Abgeordnete Mag. Martina Pecher (ÖVP): Herr Präsident! Herr Bundesminister! Sehr geehrte Frau Staatssekretärin! Meine sehr geehrten Damen und Herren! Erlauben Sie mir, dass auch ich einige grundlegende Überlegungen zum Thema Budget, zum Thema Staatsverschuldung und zur Frage des richtigen Zeitpunktes für die wichtige Sanierung der Verschuldung anstelle.

Meine persönliche Überzeugung ist, dass wir mit der Sanierung der Staatsfinanzen schon viel zu lange gewartet haben und dass in der Vergangenheit gegenüber dem Bürger ein Schleier der Intransparenz über die Schuldenlast des Staates gelegt wurde. Erst Maastricht hat für den Bürger und für die Bürgerin unseres Landes Transparenz gebracht, vor allem was die Staatsverschuldung Österreichs im europäischen Vergleich anbelangt. Da war das Erschrecken sehr groß.
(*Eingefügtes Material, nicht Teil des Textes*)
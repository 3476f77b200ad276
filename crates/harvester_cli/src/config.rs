//! RON settings file for the harvester binary.
//!
//! Every field is optional in the file; anything left out keeps its default.

use std::fs;
use std::io;
use std::num::NonZeroUsize;
use std::path::{Path, PathBuf};
use std::time::Duration;

use engine_logging::LogDestination;
use harvester_core::{PaginationConfig, RetryPolicy, STORE_CAPACITY};
use serde::{Deserialize, Serialize};

#[derive(Debug, thiserror::Error)]
pub enum ConfigError {
    #[error("failed to read settings {path:?}: {source}")]
    Io {
        path: PathBuf,
        #[source]
        source: io::Error,
    },
    #[error("failed to parse settings {path:?}: {message}")]
    Parse { path: PathBuf, message: String },
    #[error("invalid pagination settings: {0}")]
    Pagination(#[from] harvester_core::ConfigError),
    #[error("store capacity must be greater than zero")]
    ZeroCapacity,
}

#[derive(
    Debug, Clone, Copy, PartialEq, Eq, Default, Serialize, Deserialize, clap::ValueEnum,
)]
pub enum LogSetting {
    File,
    #[default]
    Terminal,
    Both,
}

impl From<LogSetting> for LogDestination {
    fn from(setting: LogSetting) -> Self {
        match setting {
            LogSetting::File => LogDestination::File,
            LogSetting::Terminal => LogDestination::Terminal,
            LogSetting::Both => LogDestination::Both,
        }
    }
}

/// Pagination knobs with durations in milliseconds.
#[derive(Debug, Clone, PartialEq, Eq, Serialize, Deserialize)]
#[serde(default)]
pub struct PaginationSettings {
    pub settle_delay_ms: u64,
    pub max_iterations: u32,
    pub patience_threshold: u32,
    pub cooldown_every: u32,
    pub cooldown_delay_ms: u64,
    pub retry_attempts: u32,
    pub retry_fallback_ms: u64,
}

impl Default for PaginationSettings {
    fn default() -> Self {
        Self::from(PaginationConfig::default())
    }
}

impl From<PaginationConfig> for PaginationSettings {
    fn from(config: PaginationConfig) -> Self {
        Self {
            settle_delay_ms: millis(config.settle_delay),
            max_iterations: config.max_iterations,
            patience_threshold: config.patience_threshold,
            cooldown_every: config.cooldown_every,
            cooldown_delay_ms: millis(config.cooldown_delay),
            retry_attempts: config.retry.max_attempts,
            retry_fallback_ms: millis(config.retry.fallback_delay),
        }
    }
}

fn millis(duration: Duration) -> u64 {
    u64::try_from(duration.as_millis()).unwrap_or(u64::MAX)
}

impl PaginationSettings {
    pub fn to_config(&self) -> PaginationConfig {
        PaginationConfig {
            settle_delay: Duration::from_millis(self.settle_delay_ms),
            max_iterations: self.max_iterations,
            patience_threshold: self.patience_threshold,
            cooldown_every: self.cooldown_every,
            cooldown_delay: Duration::from_millis(self.cooldown_delay_ms),
            retry: RetryPolicy {
                max_attempts: self.retry_attempts,
                fallback_delay: Duration::from_millis(self.retry_fallback_ms),
            },
        }
    }
}

#[derive(Debug, Clone, PartialEq, Eq, Serialize, Deserialize)]
#[serde(default)]
pub struct HarvestSettings {
    pub pagination: PaginationSettings,
    pub store_path: PathBuf,
    pub capacity: usize,
    /// Base for resolving relative links in the rendered feed.
    pub base_url: Option<String>,
    pub export_dir: PathBuf,
    pub log_destination: LogSetting,
}

impl Default for HarvestSettings {
    fn default() -> Self {
        Self {
            pagination: PaginationSettings::default(),
            store_path: PathBuf::from("feed_items.json"),
            capacity: STORE_CAPACITY,
            base_url: Some("https://x.com/".to_string()),
            export_dir: PathBuf::from("exports"),
            log_destination: LogSetting::default(),
        }
    }
}

impl HarvestSettings {
    /// Reads settings from `path`. A missing file yields the defaults.
    pub fn load(path: &Path) -> Result<Self, ConfigError> {
        let content = match fs::read_to_string(path) {
            Ok(text) => text,
            Err(err) if err.kind() == io::ErrorKind::NotFound => return Ok(Self::default()),
            Err(source) => {
                return Err(ConfigError::Io {
                    path: path.to_path_buf(),
                    source,
                })
            }
        };
        let settings: Self = ron::from_str(&content).map_err(|err| ConfigError::Parse {
            path: path.to_path_buf(),
            message: err.to_string(),
        })?;
        settings.validate()?;
        Ok(settings)
    }

    pub fn validate(&self) -> Result<(), ConfigError> {
        self.pagination.to_config().validate()?;
        self.capacity()?;
        Ok(())
    }

    pub fn pagination_config(&self) -> Result<PaginationConfig, ConfigError> {
        let config = self.pagination.to_config();
        config.validate()?;
        Ok(config)
    }

    pub fn capacity(&self) -> Result<NonZeroUsize, ConfigError> {
        NonZeroUsize::new(self.capacity).ok_or(ConfigError::ZeroCapacity)
    }
}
Österreich belegt im europäischen Vergleich in Hinsicht auf das Budgetdefizit den letzten Rang, aber noch viel unerfreulicher ist es natürlich für die österreichischen StaatsbürgerInnen, dass dieses Defizit für die österreichischen Steuerzahler hohe Zinsen und hohe Steuerlasten bedeutet. Wenn der sozialistische Minister außer Dienst Caspar Einem vorige Woche doch tatsächlich behauptete – und ich zitiere aus dem Stenographischen Protokoll, das ich mir habe ausheben lassen –, dass ein Staat ohne Staatsschulden entweder nichts in seine Zukunft investiere oder in der Gegenwart viel zu viel verlange, dann meine ich, dass Herr Dr. Einem entweder etwas verwechselt oder absolute Realitätsverweigerung betreibt.

Wir sind ja weit davon entfernt, keine Staatsschulden zu haben, sondern das, was wir mit den Budgetmaßnahmen jetzt anstreben, ist, dass wir im Jahre 2002 keine Neuverschuldung mehr dazubekommen, um die Steuerschulden von bereits 2 400 Milliarden Schilling nicht noch weiter ansteigen zu lassen. (Beifall bei der ÖVP und bei Abgeordneten der Freiheitlichen.)

Sehr geehrte Damen und Herren! Es wird noch viel spannender, denn ich habe auch noch die Quelle gefunden, aus der Dr. Einem seine Weisheit, dass der Staat ohne Staatsschuld von seinen Bürgern zu viel verlangt, bezieht: Er hat ein Lehrbuch aus dem Jahre 1871 ausgegraben (Heiterkeit bei der ÖVP), von einem gewissen Lorenz von Stein. (Abg. Dr. Trinkl: Aber! Ganz "aktuell"!)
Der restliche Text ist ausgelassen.